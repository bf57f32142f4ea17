//! In-memory reference dataset implementing every oracle.
//!
//! `planner-content` fills one of these from the JSON data directory; tests
//! build them directly in code.

use std::collections::{BTreeMap, HashMap};

use crate::config::CalcConfig;

use super::skills::{SkillCategory, SkillDefinition, SkillOracle};
use super::units::{UnitDefinition, UnitOracle};
use super::upgrades::{
    Evolution, RefineClass, SpecialRefine, UpgradeOracle, UpgradeTables, WeaponRefine,
};
use super::{Env, PlannerEnv};
use crate::stats::{Stat, Stats};

/// Complete reference dataset: units, skill catalogs and upgrade tables.
#[derive(Clone, Debug, Default)]
pub struct ReferenceData {
    units: Vec<UnitDefinition>,
    unit_index: HashMap<String, usize>,
    catalogs: BTreeMap<SkillCategory, Vec<SkillDefinition>>,
    skill_index: HashMap<(SkillCategory, String), usize>,
    upgrades: UpgradeTables,
}

impl ReferenceData {
    pub fn new() -> Self {
        Self::default()
    }

    /// Adds or replaces a unit. Replacement keeps the original position.
    pub fn insert_unit(&mut self, unit: UnitDefinition) {
        match self.unit_index.get(&unit.name) {
            Some(&index) => self.units[index] = unit,
            None => {
                self.unit_index.insert(unit.name.clone(), self.units.len());
                self.units.push(unit);
            }
        }
    }

    /// Adds or replaces a skill in its category catalog.
    pub fn insert_skill(&mut self, skill: SkillDefinition) {
        let key = (skill.category, skill.name.clone());
        let catalog = self.catalogs.entry(skill.category).or_default();
        match self.skill_index.get(&key) {
            Some(&index) => catalog[index] = skill,
            None => {
                self.skill_index.insert(key, catalog.len());
                catalog.push(skill);
            }
        }
    }

    pub fn set_upgrades(&mut self, upgrades: UpgradeTables) {
        self.upgrades = upgrades;
    }

    pub fn with_unit(mut self, unit: UnitDefinition) -> Self {
        self.insert_unit(unit);
        self
    }

    pub fn with_skill(mut self, skill: SkillDefinition) -> Self {
        self.insert_skill(skill);
        self
    }

    pub fn with_upgrades(mut self, upgrades: UpgradeTables) -> Self {
        self.set_upgrades(upgrades);
        self
    }

    pub fn upgrades(&self) -> &UpgradeTables {
        &self.upgrades
    }

    pub fn skill_count(&self) -> usize {
        self.catalogs.values().map(Vec::len).sum()
    }

    /// Bundles this dataset with a config into a calculation environment.
    pub fn env<'a>(&'a self, config: &'a CalcConfig) -> PlannerEnv<'a> {
        Env::new(self, self, self, config).into_planner_env()
    }
}

impl UnitOracle for ReferenceData {
    fn unit(&self, name: &str) -> Option<&UnitDefinition> {
        self.unit_index.get(name).map(|&index| &self.units[index])
    }

    fn units(&self) -> &[UnitDefinition] {
        &self.units
    }
}

impl SkillOracle for ReferenceData {
    fn catalog(&self, category: SkillCategory) -> &[SkillDefinition] {
        self.catalogs
            .get(&category)
            .map(Vec::as_slice)
            .unwrap_or(&[])
    }

    fn skill(&self, category: SkillCategory, name: &str) -> Option<&SkillDefinition> {
        let index = *self.skill_index.get(&(category, name.to_owned()))?;
        self.catalogs.get(&category)?.get(index)
    }
}

impl UpgradeOracle for ReferenceData {
    fn stat_refine(&self, class: RefineClass, stat: Stat) -> Option<Stats> {
        self.upgrades.stat_refine(class, stat)
    }

    fn staff_refine_effect(&self, refine: WeaponRefine) -> Option<&str> {
        self.upgrades.staff_refine_effect(refine)
    }

    fn special_refine(&self, weapon: &str) -> Option<&SpecialRefine> {
        self.upgrades.special_refine(weapon)
    }

    fn evolutions(&self) -> &[Evolution] {
        self.upgrades.evolutions()
    }
}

........

* [Work to complete]:
Give back the data above exactly as it appears.

* [Solved problem]:
repository bf57f32142f4ea17
//! In-memory reference dataset implementing every oracle.
//!
//! `planner-content` fills one of these from the JSON data directory; tests
//! build them directly in code.

use std::collections::{BTreeMap, HashMap};

use crate::config::CalcConfig;

use super::skills::{SkillCategory, SkillDefinition, SkillOracle};
use super::units::{UnitDefinition, UnitOracle};
use super::upgrades::{
    Evolution, RefineClass, SpecialRefine, UpgradeOracle, UpgradeTables, WeaponRefine,
};
use super::{Env, PlannerEnv};
use crate::stats::{Stat, Stats};

/// Complete reference dataset: units, skill catalogs and upgrade tables.
#[derive(Clone, Debug, Default)]
pub struct ReferenceData {
    units: Vec<UnitDefinition>,
    unit_index: HashMap<String, usize>,
    catalogs: BTreeMap<SkillCategory, Vec<SkillDefinition>>,
    skill_index: HashMap<(SkillCategory, String), usize>,
    upgrades: UpgradeTables,
}

impl ReferenceData {
    pub fn new() -> Self {
        Self::default()
    }

    /// Adds or replaces a unit. Replacement keeps the original position.
    pub fn insert_unit(&mut self, unit: UnitDefinition) {
        match self.unit_index.get(&unit.name) {
            Some(&index) => self.units[index] = unit,
            None => {
                self.unit_index.insert(unit.name.clone(), self.units.len());
                self.units.push(unit);
            }
        }
    }

    /// Adds or replaces a skill in its category catalog.
    pub fn insert_skill(&mut self, skill: SkillDefinition) {
        let key = (skill.category, skill.name.clone());
        let catalog = self.catalogs.entry(skill.category).or_default();
        match self.skill_index.get(&key) {
            Some(&index) => catalog[index] = skill,
            None => {
                self.skill_index.insert(key, catalog.len());
                catalog.push(skill);
            }
        }
    }

    pub fn set_upgrades(&mut self, upgrades: UpgradeTables) {
        self.upgrades = upgrades;
    }

    pub fn with_unit(mut self, unit: UnitDefinition) -> Self {
        self.insert_unit(unit);
        self
    }

    pub fn with_skill(mut self, skill: SkillDefinition) -> Self {
        self.insert_skill(skill);
        self
    }

    pub fn with_upgrades(mut self, upgrades: UpgradeTables) -> Self {
        self.set_upgrades(upgrades);
        self
    }

    pub fn upgrades(&self) -> &UpgradeTables {
        &self.upgrades
    }

    pub fn skill_count(&self) -> usize {
        self.catalogs.values().map(Vec::len).sum()
    }

    /// Bundles this dataset with a config into a calculation environment.
    pub fn env<'a>(&'a self, config: &'a CalcConfig) -> PlannerEnv<'a> {
        Env::new(self, self, self, config).into_planner_env()
    }
}

impl UnitOracle for ReferenceData {
    fn unit(&self, name: &str) -> Option<&UnitDefinition> {
        self.unit_index.get(name).map(|&index| &self.units[index])
    }

    fn units(&self) -> &[UnitDefinition] {
        &self.units
    }
}

impl SkillOracle for ReferenceData {
    fn catalog(&self, category: SkillCategory) -> &[SkillDefinition] {
        self.catalogs
            .get(&category)
            .map(Vec::as_slice)
            .unwrap_or(&[])
    }

    fn skill(&self, category: SkillCategory, name: &str) -> Option<&SkillDefinition> {
        let index = *self.skill_index.get(&(category, name.to_owned()))?;
        self.catalogs.get(&category)?.get(index)
    }
}

impl UpgradeOracle for ReferenceData {
    fn stat_refine(&self, class: RefineClass, stat: Stat) -> Option<Stats> {
        self.upgrades.stat_refine(class, stat)
    }

    fn staff_refine_effect(&self, refine: WeaponRefine) -> Option<&str> {
        self.upgrades.staff_refine_effect(refine)
    }

    fn special_refine(&self, weapon: &str) -> Option<&SpecialRefine> {
        self.upgrades.special_refine(weapon)
    }

    fn evolutions(&self) -> &[Evolution] {
        self.upgrades.evolutions()
    }
}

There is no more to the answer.